In this hands-on session, we'll explore how computers can "see" the world using machine learning techniques. You'll get an introduction to Computer Vision, learn how object detection works and use a powerful, real-time model called **YOLOv8 (You Only Look Once version 8)** to detect objects in images and video.

In this workshop we will be focussing on two main things:

**1) Image classification**

Here we implement a pre-trained model to classify images. You will have to import the necessary libraries and ensure the code refers to the correct images to get the model to work.

**2) Live detection**

After completing the image classification task, we will take it a step further by fine-tuning our model and using this for real-time object detection using our webcams.


By the end of this workshop you'll be able to:
- Understand basic concepts in computer vision.
- Perform object detection with YOLOv8 using the [Ultralytics] library.
- Run inference on static images and live webcam feeds.
- Explore how to fine-tune YOLOv8 on your own dataset.

Whether you're a beginner or have some experience with machine learning, this workshop is designed to be approachable and practical. 

Lets get started!

# 1) Image Classification
First we start with importing all the necessary libraries. Many of these are simply to present images and use the webcam in a notebook format, however the main library we are interested in is Ultralytics. Without this we do not have access to a pre-trained model.

In [None]:
!pip install ultralytics
from ultralytics import YOLO

In [None]:
from io import BytesIO
from PIL import Image as pil_img
from IPython.display import Image, display, Javascript, update_display
from google.colab.output import eval_js
from google.colab import files # for uploading images to test on
from base64 import b64decode
import numpy as np

Now that we have imported all the necessary modules from various libraries we can start with loading a test image.
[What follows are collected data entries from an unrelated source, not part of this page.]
//! Field rules shared by the services and both HTTP surfaces.

use crate::error::{DomainError, Result};

pub const MAX_USERNAME_LEN: usize = 150;
pub const MIN_PASSWORD_LEN: usize = 8;
pub const MAX_GROUP_TITLE_LEN: usize = 200;
pub const MAX_SLUG_LEN: usize = 50;
/// Width of the `image` column.
pub const MAX_IMAGE_PATH_LEN: usize = 100;

/// First path segments of the rendered site. A user with one of these names
/// would have an unreachable profile page.
pub const RESERVED_USERNAMES: &[&str] = &["api", "auth", "group", "new", "follow", "media", "metrics"];

/// Rejects text that is empty after trimming. Returns the text unchanged.
pub fn required_text(field: &str, text: String) -> Result<String> {
    if text.trim().is_empty() {
        return Err(DomainError::ValidationError(format!("{field} may not be blank")));
    }
    Ok(text)
}

pub fn username(name: &str) -> Result<()> {
    if name.is_empty() || name.chars().count() > MAX_USERNAME_LEN {
        return Err(DomainError::ValidationError(format!(
            "username must be 1 to {MAX_USERNAME_LEN} characters"
        )));
    }
    let allowed = |c: char| c.is_alphanumeric() || matches!(c, '@' | '.' | '+' | '-' | '_');
    if !name.chars().all(allowed) {
        return Err(DomainError::ValidationError(
            "username may contain only letters, digits and @/./+/-/_".into(),
        ));
    }
    if RESERVED_USERNAMES.contains(&name.to_lowercase().as_str()) {
        return Err(DomainError::ValidationError(format!("username '{name}' is reserved")));
    }
    Ok(())
}

pub fn password(password: &str) -> Result<()> {
    if password.chars().count() < MIN_PASSWORD_LEN {
        return Err(DomainError::ValidationError(format!(
            "password must contain at least {MIN_PASSWORD_LEN} characters"
        )));
    }
    if password.chars().all(|c| c.is_ascii_digit()) {
        return Err(DomainError::ValidationError("password is entirely numeric".into()));
    }
    Ok(())
}

/// `[-a-zA-Z0-9_]{1,50}`
pub fn slug(slug: &str) -> Result<()> {
    let valid = !slug.is_empty()
        && slug.len() <= MAX_SLUG_LEN
        && slug.chars().all(|c| c.is_ascii_alphanumeric() || c == '-' || c == '_');
    if !valid {
        return Err(DomainError::ValidationError(format!(
            "slug must be 1 to {MAX_SLUG_LEN} letters, digits, hyphens or underscores"
        )));
    }
    Ok(())
}

pub fn group_title(title: &str) -> Result<()> {
    if title.trim().is_empty() || title.chars().count() > MAX_GROUP_TITLE_LEN {
        return Err(DomainError::ValidationError(format!(
            "title must be 1 to {MAX_GROUP_TITLE_LEN} characters"
        )));
    }
    Ok(())
}

/// A stored image reference: a relative path under the media root,
/// e.g. `posts/cat.png`.
pub fn image_path(path: &str) -> Result<()> {
    if path.is_empty() || path.chars().count() > MAX_IMAGE_PATH_LEN {
        return Err(DomainError::ValidationError(format!(
            "image path must be 1 to {MAX_IMAGE_PATH_LEN} characters"
        )));
    }
    let relative = !path.starts_with('/')
        && !path.contains('\\')
        && !path.chars().any(char::is_control)
        && path.split('/').all(|segment| !segment.is_empty() && segment != "." && segment != "..");
    if !relative {
        return Err(DomainError::ValidationError(
            "image must be a relative path inside the media directory".into(),
        ));
    }
    Ok(())
}

#[cfg(test)]
mod tests {
    use super::*;

    #[test]
    fn blank_text_is_rejected() {
        assert!(required_text("text", "   \n".into()).is_err());
        assert_eq!(required_text("text", " hi ".into()).unwrap(), " hi ");
    }

    #[test]
    fn usernames_follow_auth_rules() {
        assert!(username("leo.tolstoy+1@ya_ru").is_ok());
        assert!(username("").is_err());
        assert!(username("with space").is_err());
        assert!(username("API").is_err());
        assert!(username(&"x".repeat(151)).is_err());
    }

    #[test]
    fn weak_passwords_are_rejected() {
        assert!(password("short").is_err());
        assert!(password("12345678").is_err());
        assert!(password("correct horse").is_ok());
    }

    #[test]
    fn slugs_are_url_safe() {
        assert!(slug("cats_and-dogs2").is_ok());
        assert!(slug("").is_err());
        assert!(slug("no/slash").is_err());
        assert!(slug("кошки").is_err());
        assert!(slug(&"a".repeat(51)).is_err());
    }

    #[test]
    fn image_paths_stay_inside_media() {
        assert!(image_path("posts/cat.png").is_ok());
        assert!(image_path(&format!("posts/{}", "a".repeat(94))).is_ok());
        assert!(image_path(&format!("posts/{}", "a".repeat(95))).is_err());
        assert!(image_path("").is_err());
        assert!(image_path("/etc/passwd").is_err());
        assert!(image_path("posts/../../secret").is_err());
        assert!(image_path("posts//cat.png").is_err());
        assert!(image_path("posts\\cat.png").is_err());
    }
}
//! Post creation, editing and deletion behind the Access Policy.

use std::sync::Arc;

use domains::validation::{image_path, required_text};
use domains::{
    DomainError, GroupId, GroupRepository, NewPost, Post, PostChanges, PostId, PostRepository,
    PostView, Requester, Result,
};
use tracing::{info, instrument};

use crate::policy::{ensure_may_mutate, require_authenticated};
use crate::Repositories;

/// Client input for a new post. There is no author field: the author is
/// always the requester.
#[derive(Debug, Clone, Default)]
pub struct PostDraft {
    pub text: String,
    pub group_id: Option<GroupId>,
    pub image: Option<String>,
}

/// An edit request. `None` fields keep their stored value (PATCH); a full
/// replacement (PUT) sets every field.
#[derive(Debug, Clone, Default)]
pub struct PostUpdate {
    pub text: Option<String>,
    pub group_id: Option<Option<GroupId>>,
    pub image: Option<Option<String>>,
}

impl PostUpdate {
    /// PUT semantics: every field is replaced, absent optionals are cleared.
    pub fn replace(draft: PostDraft) -> Self {
        Self {
            text: Some(draft.text),
            group_id: Some(draft.group_id),
            image: Some(draft.image),
        }
    }
}

pub struct PostService {
    posts: Arc<dyn PostRepository>,
    groups: Arc<dyn GroupRepository>,
}

impl PostService {
    pub fn new(repos: &Repositories) -> Self {
        Self { posts: repos.posts.clone(), groups: repos.groups.clone() }
    }

    fn check_image(image: Option<&str>) -> Result<()> {
        image.map_or(Ok(()), image_path)
    }

    async fn ensure_group_exists(&self, group_id: Option<GroupId>) -> Result<()> {
        if let Some(id) = group_id {
            if self.groups.find_by_id(id).await?.is_none() {
                return Err(DomainError::ValidationError(format!("group {id} does not exist")));
            }
        }
        Ok(())
    }

    pub async fn get(&self, id: PostId) -> Result<PostView> {
        self.posts
            .find_by_id(id)
            .await?
            .ok_or_else(|| DomainError::not_found("post", id))
    }

    /// A post addressed as `/{username}/{id}/`: the id must belong to that author.
    pub async fn get_scoped(&self, username: &str, id: PostId) -> Result<PostView> {
        match self.posts.find_by_id(id).await? {
            Some(view) if view.author == username => Ok(view),
            _ => Err(DomainError::not_found("post", format!("{username}/{id}"))),
        }
    }

    #[instrument(skip(self, requester, draft), fields(group_id = ?draft.group_id))]
    pub async fn create(&self, requester: &Requester, draft: PostDraft) -> Result<PostView> {
        let author = require_authenticated(requester, "create a post")?;
        let text = required_text("text", draft.text)?;
        Self::check_image(draft.image.as_deref())?;
        self.ensure_group_exists(draft.group_id).await?;

        let post = self
            .posts
            .create(NewPost { text, author_id: author.id, group_id: draft.group_id, image: draft.image })
            .await?;
        info!(post_id = post.id, author = %author.username, "post created");
        self.get(post.id).await
    }

    #[instrument(skip(self, requester, update))]
    pub async fn update(&self, requester: &Requester, id: PostId, update: PostUpdate) -> Result<PostView> {
        let current = self.get(id).await?;
        ensure_may_mutate(requester, &current, "post")?;

        let changes = PostChanges {
            text: match update.text {
                Some(text) => required_text("text", text)?,
                None => current.post.text,
            },
            group_id: update.group_id.unwrap_or(current.post.group_id),
            image: update.image.unwrap_or(current.post.image),
        };
        Self::check_image(changes.image.as_deref())?;
        self.ensure_group_exists(changes.group_id).await?;

        self.posts.update(id, changes).await?;
        info!(post_id = id, "post updated");
        self.get(id).await
    }

    #[instrument(skip(self, requester))]
    pub async fn delete(&self, requester: &Requester, id: PostId) -> Result<Post> {
        let current = self.get(id).await?;
        ensure_may_mutate(requester, &current, "post")?;
        self.posts.delete(id).await?;
        info!(post_id = id, "post deleted");
        Ok(current.post)
    }
}

#[cfg(test)]
mod tests {
    use super::*;
    use domains::{Identity, NewGroup, NewUser, UserRepository};
    use storage_adapters::MemoryStore;

    struct Fixture {
        store: Arc<MemoryStore>,
        posts: PostService,
        author: Requester,
        stranger: Requester,
    }

    async fn fixture() -> Fixture {
        let store = Arc::new(MemoryStore::new());
        let posts = PostService::new(&Repositories::from_store(store.clone()));
        let mut requesters = Vec::new();
        for name in ["author", "stranger"] {
            let user = UserRepository::create(
                store.as_ref(),
                NewUser { username: name.into(), password_hash: String::new(), is_staff: false },
            )
            .await
            .unwrap();
            requesters.push(Requester::User(Identity::from(&user)));
        }
        let stranger = requesters.pop().unwrap();
        let author = requesters.pop().unwrap();
        Fixture { store, posts, author, stranger }
    }

    fn draft(text: &str) -> PostDraft {
        PostDraft { text: text.into(), ..Default::default() }
    }

    #[tokio::test]
    async fn author_is_always_the_requester() {
        let f = fixture().await;
        let view = f.posts.create(&f.author, draft("hello")).await.unwrap();
        assert_eq!(Some(view.post.author_id), f.author.user_id());
        assert_eq!(view.author, "author");
    }

    #[tokio::test]
    async fn anonymous_and_blank_posts_are_rejected() {
        let f = fixture().await;
        assert!(matches!(
            f.posts.create(&Requester::Anonymous, draft("hi")).await,
            Err(DomainError::Unauthorized(_))
        ));
        assert!(matches!(
            f.posts.create(&f.author, draft("  ")).await,
            Err(DomainError::ValidationError(_))
        ));
    }

    #[tokio::test]
    async fn unknown_group_is_a_validation_error() {
        let f = fixture().await;
        let bad = PostDraft { text: "x".into(), group_id: Some(404), image: None };
        assert!(matches!(f.posts.create(&f.author, bad).await, Err(DomainError::ValidationError(_))));
    }

    #[tokio::test]
    async fn oversized_or_absolute_images_are_validation_errors() {
        let f = fixture().await;
        let long = PostDraft { image: Some(format!("posts/{}", "a".repeat(101))), ..draft("x") };
        assert!(matches!(f.posts.create(&f.author, long).await, Err(DomainError::ValidationError(_))));

        let view = f.posts.create(&f.author, draft("pic")).await.unwrap();
        let update = PostUpdate { image: Some(Some("/etc/passwd".into())), ..Default::default() };
        let err = f.posts.update(&f.author, view.post.id, update).await.unwrap_err();
        assert!(matches!(err, DomainError::ValidationError(_)));
        assert_eq!(f.posts.get(view.post.id).await.unwrap().post.image, None);
    }

    #[tokio::test]
    async fn non_author_edit_is_forbidden_and_leaves_post_untouched() {
        let f = fixture().await;
        let view = f.posts.create(&f.author, draft("hello")).await.unwrap();
        let update = PostUpdate { text: Some("hacked".into()), ..Default::default() };

        let err = f.posts.update(&f.stranger, view.post.id, update).await.unwrap_err();
        assert!(matches!(err, DomainError::Forbidden(_)));
        assert_eq!(f.posts.get(view.post.id).await.unwrap().post.text, "hello");
    }

    #[tokio::test]
    async fn partial_update_keeps_author_date_and_other_fields() {
        let f = fixture().await;
        let group = GroupRepository::create(
            f.store.as_ref(),
            NewGroup { title: "Cats".into(), slug: "cats".into(), description: String::new() },
        )
        .await
        .unwrap();
        let original = f
            .posts
            .create(&f.author, PostDraft { text: "v1".into(), group_id: Some(group.id), image: None })
            .await
            .unwrap();

        let update = PostUpdate { text: Some("v2".into()), ..Default::default() };
        let edited = f.posts.update(&f.author, original.post.id, update).await.unwrap();
        assert_eq!(edited.post.text, "v2");
        assert_eq!(edited.post.group_id, Some(group.id));
        assert_eq!(edited.post.author_id, original.post.author_id);
        assert_eq!(edited.post.pub_date, original.post.pub_date);

        let replaced = f.posts.update(&f.author, original.post.id, PostUpdate::replace(draft("v3"))).await.unwrap();
        assert_eq!(replaced.post.group_id, None);
    }

    #[tokio::test]
    async fn only_author_may_delete() {
        let f = fixture().await;
        let view = f.posts.create(&f.author, draft("bye")).await.unwrap();
        assert!(matches!(
            f.posts.delete(&f.stranger, view.post.id).await,
            Err(DomainError::Forbidden(_))
        ));
        f.posts.delete(&f.author, view.post.id).await.unwrap();
        assert!(matches!(f.posts.get(view.post.id).await, Err(DomainError::NotFound("post", _))));
    }

    #[tokio::test]
    async fn scoped_lookup_checks_the_username() {
        let f = fixture().await;
        let view = f.posts.create(&f.author, draft("mine")).await.unwrap();
        assert!(f.posts.get_scoped("author", view.post.id).await.is_ok());
        assert!(f.posts.get_scoped("stranger", view.post.id).await.is_err());
    }
}
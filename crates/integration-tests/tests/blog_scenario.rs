//! End-to-end walk through the core behaviours, across both surfaces.

mod common;

use axum::http::{Method, StatusCode};
use common::TestApp;
use domains::{FollowRepository, UserRepository};
use serde_json::json;

#[tokio::test]
async fn publish_edit_group_follow_walkthrough() {
    let app = TestApp::new();
    let admin = app.staff("admin");
    let a = app.user("anna");
    let b = app.user("boris");

    // A publishes; the global feed shows it first.
    app.post(&b, "older post", None).await;
    let hello = app.post(&a, "hello", None).await;
    let feed = app.api(Method::GET, "/api/v1/posts/", None, None).await.json();
    assert_eq!(feed["results"][0]["id"], hello);
    assert_eq!(feed["results"][0]["text"], "hello");

    // B may not edit A's post.
    let reply = app
        .api(Method::PATCH, &format!("/api/v1/posts/{hello}/"), Some(&b), Some(json!({ "text": "mine now" })))
        .await;
    assert_eq!(reply.status, StatusCode::FORBIDDEN);

    // An empty group is an empty page, not an error.
    app.group(&admin, "news").await;
    let news = app.api(Method::GET, "/api/v1/groups/news/posts/", None, None).await;
    assert_eq!(news.status, StatusCode::OK);
    assert_eq!(news.json()["results"], json!([]));
    let page = app.page(Method::GET, "/group/news/", None, None).await;
    assert_eq!(page.status, StatusCode::OK);

    // Following twice leaves one edge.
    app.page(Method::POST, "/boris/follow/", Some(&a), None).await;
    app.page(Method::POST, "/boris/follow/", Some(&a), None).await;
    let anna = UserRepository::find_by_username(app.store.as_ref(), "anna").await.unwrap().unwrap();
    let boris = UserRepository::find_by_username(app.store.as_ref(), "boris").await.unwrap().unwrap();
    assert!(app.store.exists(anna.id, boris.id).await.unwrap());
    assert_eq!(app.store.count_following(anna.id).await.unwrap(), 1);
    assert_eq!(app.store.count_followers(boris.id).await.unwrap(), 1);

    // Without credentials the subscription feed is refused on both surfaces.
    let reply = app.api(Method::GET, "/api/v1/feed/", None, None).await;
    assert_eq!(reply.status, StatusCode::UNAUTHORIZED);
    let page = app.page(Method::GET, "/follow/", None, None).await;
    assert_eq!(page.status, StatusCode::SEE_OTHER);

    // With them, it carries B's posts.
    let feed = app.api(Method::GET, "/api/v1/feed/", Some(&a), None).await.json();
    assert_eq!(feed["results"][0]["author"], "boris");
}

#[tokio::test]
async fn self_follow_never_creates_an_edge() {
    let app = TestApp::new();
    let a = app.user("anna");
    for _ in 0..3 {
        app.page(Method::POST, "/anna/follow/", Some(&a), None).await;
    }
    let anna = UserRepository::find_by_username(app.store.as_ref(), "anna").await.unwrap().unwrap();
    assert!(!app.store.exists(anna.id, anna.id).await.unwrap());
    assert_eq!(app.store.count_following(anna.id).await.unwrap(), 0);
}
The cell below allows you to upload any image you have stored on your local system. Download any image from the internet and use the code below to upload it.
Alternatively, you may choose one of our sample images. We have put up a couple of images in the Github space that you can download to your local machine and use that to upload instead.

In [None]:
# Upload your own image
uploaded = files.upload()
image_path = list(uploaded.keys())[0]
print(f"Uploaded image: {image_path}")

In our import statements we import a function named 'Image' from the PIL library as 'pil_img' which allows us to display images. In order to actually read the image, this function uses the ".open()" command. This command takes an image as input.

In the cell below, implement this function using the 'image_path' that you created in the previous cell.

Note: you only need to fill in the first line ('img = .......'). The second command ('img') is then used to display what you just entered.

In [None]:
# Assign the image to a variable
img = pil_img.
# Display your image
img

If all went well you should see your test image above. With our test image ready we can use a pre-trained YOLO model to classify objects within that image.

We start with choosing the model type. In this session we will be using a pre-trained YOLOv8 model from the ultralytics library. We need to start by initializing the model. Use the cell below as a starting point and complete it appropriately:

Hint: You need to load the pre-trained weights for YOLO v8, specifically the 'yolov8n.pt' file using the YOLO() command.

In [None]:
# Load a pretrained YOLOv8 model
model = 'your_code_here'

Now that we have seen our image and loaded our pretrained model. Lets use this model to do object recognition on our selected image. 
In the cell below, apply the model to our chosen image using the 'results' variable.

We then immediately visualize the results with the command: 'results[0].show()'

Hint: instead of using pil_image.open() on our image_path, we now use model().

In [None]:
# Apply the model to the image
results = 'your_code_here'

# Visualize the model predictions
results[0].show()

Hooray! If we got this far it means you've successfully implemented a YOLO model to classify a static image.
If there is spare time, feel free to test with some more images that you can find on the web! Remember to change the image_path accordingly!

# 2) Live Detection

Now that we've seen the very basics of computer vision, lets take it a step further.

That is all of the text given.